Still, Sister Pat can give the children emotional support when they go through difficult times. She recalled one boy who refused to get out of bed and was sent to the infirmary. She discovered from his file that he had witnessed his brother’s murder and was depressed. 

“We kept him in the infirmary, not for any physical reason, but so that he could get more attention,” Sister Pat said. “At the meals I would go sit on the bed and just talk to him and encourage him to eat, and I would ask him about sports and school [at the facility]. Eventually, after 24 hours, he was feeling better and he went back to the dorm with the other boys.”

Sister Pat sees her ministry as a two-way street. She has been deeply touched and has learned from the children’s resilience in the face of hardship. 
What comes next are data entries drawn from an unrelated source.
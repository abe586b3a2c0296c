pub mod analyzer;
pub mod matrix;
pub mod types;

pub use analyzer::analyze_detail;
pub use matrix::{default_compatibility, load_compatibility, CompatibilityMatrix};
pub use types::{
    AdjacentPairCheck, CompatibilityConfig, CompatibilityResult, CompatibilityStatus,
    CompatibilityWarning, DetailAnalysis, PairRule, Severity,
};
“I learn from them, just by their demeanor, their attitude, how they act,” she said. “They smile. They’re happy. And I don’t know how they do that, under the circumstances.”

Sister Pat learned about the position from a brief announcement on television, and felt drawn to apply. “I couldn’t pass up this opportunity to have this kind of experience with children who had been on a journey like this,” she said. “I will never understand what it was like for them, but in some way, just to be with them, that’s a gift to me.”

While her ministry is gratifying, Sister Pat said she can’t help but being concerned about the “other” children who are not given the same “special status” as those she works with — those in Central America, Nicaragua, Belize, and Mexico. She wonders what happens to them when they cross the border alone.

“I have thought and prayed long and hard about putting this information in writing,” she said. “But when I talk about this, I realize that people do now know about this project, which is totally sponsored and funded by the federal government. It is a wonderful opportunity for these children – they are safe and especially cared for. But what about the ‘others?’”

Reflecting on an article by Ilia Delio in Global Sisters-National Catholic Reporter of August 16, 2016, “Is religious life attentive to Jesus?” Sister Pat reflects on the quote, “…to live in a radical commitment to the Spirit is to live in the anxiety of now…one who lives on the edge of uncomfortable, the uncertain…” Sister Pat said, “This speaks to me not only of our commitment to justice but also of the example of the children on their journey.”